Atmospheric contamination is a phenomenon that behaves in an
extremely non-lineal and multi-varied way, whose study requires the
availability of large scale data matrixes, making complex tools for analysis
and management of data necessary.
Occasionally one uses various methods, some of which are objective,
some of which are somewhat subjective seeking a balance between
existing strengths and weaknesses in the different tools, as well as
evaluating (often through methods of trial and error) different horizons
of prediction anticipation time, to play with the presence or absence of
the variables involved, with the amount of data, with different groups of
the same, etc.
In the specific case of this thesis, the developed prediction models are
focused on the prediction of the average value of Fine Particles Matter
(PM2.5) present in the breathable air with a time of anticipation of 8
hours and of Maximum Tropospheric Ozone (O3) with 24 hours of
anticipation.
An interesting set of techniques of prediction were employed, starting
off of with simple tools of parametric nature such as Persistence, Linear
Modeling Multivariable, as well as the semi-parametric technique named
“Ridge regression”, in addition to tools of nonparametric nature like
Artificial Neural Networks (ANN) and Support Vector Machines (SVM).

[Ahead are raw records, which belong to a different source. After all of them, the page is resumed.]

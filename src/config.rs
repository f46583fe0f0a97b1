//! Configuration module for the trade summary scraper
//!
//! This module defines the upstream API settings, the object store
//! connection and the local output location. Every field has a default
//! except the bucket name, which must come from the environment or the
//! config file.

use anyhow::{Context, Result};
use serde::{Deserialize, Serialize};
use std::fs;
use std::path::{Path, PathBuf};

/// Upstream trade summary API configuration
#[derive(Debug, Clone, Serialize, Deserialize)]
#[serde(default)]
pub struct ApiConfig {
    /// Full endpoint URL (e.g., "https://www.cse.lk/api/tradeSummary")
    pub url: String,
    pub user_agent: String,
    pub accept: String,
    pub referer: String,
    pub origin: String,
    /// Field of the response envelope holding the record array
    pub records_field: String,
    /// Optional proxy URL for HTTP requests (e.g., "http://proxy.example.com:8080")
    pub proxy: Option<String>,
}

impl Default for ApiConfig {
    fn default() -> Self {
        Self {
            url: "https://www.cse.lk/api/tradeSummary".to_string(),
            user_agent: "Mozilla/5.0".to_string(),
            accept: "application/json, text/plain, */*".to_string(),
            referer: "https://www.cse.lk/pages/trade-summary/trade-summary.component.html".to_string(),
            origin: "https://www.cse.lk".to_string(),
            records_field: "reqTradeSummery".to_string(),
            proxy: None,
        }
    }
}

/// S3-compatible storage configuration
#[derive(Debug, Clone, Serialize, Deserialize)]
#[serde(default)]
pub struct StorageConfig {
    /// Provider type: "gcs", "aws", "b2" (Backblaze B2), "r2" (Cloudflare R2), or "generic"
    pub provider: String,
    /// Region (optional, will use provider defaults if not specified)
    pub region: Option<String>,
    /// Custom endpoint URL for S3-compatible services
    /// Examples:
    /// - Google Cloud Storage: "https://storage.googleapis.com"
    /// - Cloudflare R2: "https://<account-id>.r2.cloudflarestorage.com"
    /// - MinIO: "http://localhost:9000"
    pub endpoint: Option<String>,
    /// Force path-style addressing (true for most S3-compatible services)
    pub force_path_style: Option<bool>,
    /// Access key ID (HMAC key for GCS). Falls back to the default credential chain.
    pub access_key_id: Option<String>,
    pub secret_access_key: Option<String>,
    /// Prefix of the destination object key
    pub key_prefix: String,
}

impl Default for StorageConfig {
    fn default() -> Self {
        Self {
            provider: "gcs".to_string(),
            region: None,
            endpoint: None,
            force_path_style: None,
            access_key_id: None,
            secret_access_key: None,
            key_prefix: "cse_trading_data".to_string(),
        }
    }
}

/// Local output configuration
#[derive(Debug, Clone, Serialize, Deserialize)]
#[serde(default)]
pub struct OutputConfig {
    /// Directory the CSV is written to before upload
    pub temp_dir: PathBuf,
    /// Leave the CSV in place after a successful upload
    pub keep_local_file: bool,
}

impl Default for OutputConfig {
    fn default() -> Self {
        Self {
            temp_dir: std::env::temp_dir(),
            keep_local_file: true,
        }
    }
}

/// Main configuration structure
#[derive(Debug, Clone, Default, Serialize, Deserialize)]
#[serde(default)]
pub struct Config {
    /// Destination bucket; absence fails the invocation before upload
    pub bucket_name: Option<String>,
    pub api: ApiConfig,
    pub storage: StorageConfig,
    pub output: OutputConfig,
}

impl Config {
    /// Load configuration from YAML file
    pub fn from_file<P: AsRef<Path>>(path: P) -> Result<Self> {
        let content = fs::read_to_string(path.as_ref())
            .context(format!("Failed to read config file: {:?}", path.as_ref()))?;

        let config: Config = serde_yaml::from_str(&content)
            .context("Failed to parse config YAML")?;

        Ok(config)
    }

    /// Bucket name, ignoring blank values
    pub fn bucket(&self) -> Option<&str> {
        self.bucket_name
            .as_deref()
            .map(str::trim)
            .filter(|name| !name.is_empty())
    }

    /// Replace the bucket name when a value is given
    pub fn with_bucket(mut self, bucket: Option<String>) -> Self {
        if bucket.is_some() {
            self.bucket_name = bucket;
        }
        self
    }
}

Given our advance knowledge of the highly nonlinear nature of the
modelled polluting agents, the parametric techniques had the purpose of
establishing maximum limits of error in the prediction and to be
important comparative references with respect to the rest of the
developed models.
One significant result of the work was to achieve better prediction
models than those available in the bibliographic literature, applying the
tools of Artificial Neural Networks such as Multi-layer Perceptron
(MLP), Square Multi-Layer Perceptron (SMLP), Radial Base Function
(RBF) and Elman Networks, as well as Support Vector Machine (SVM).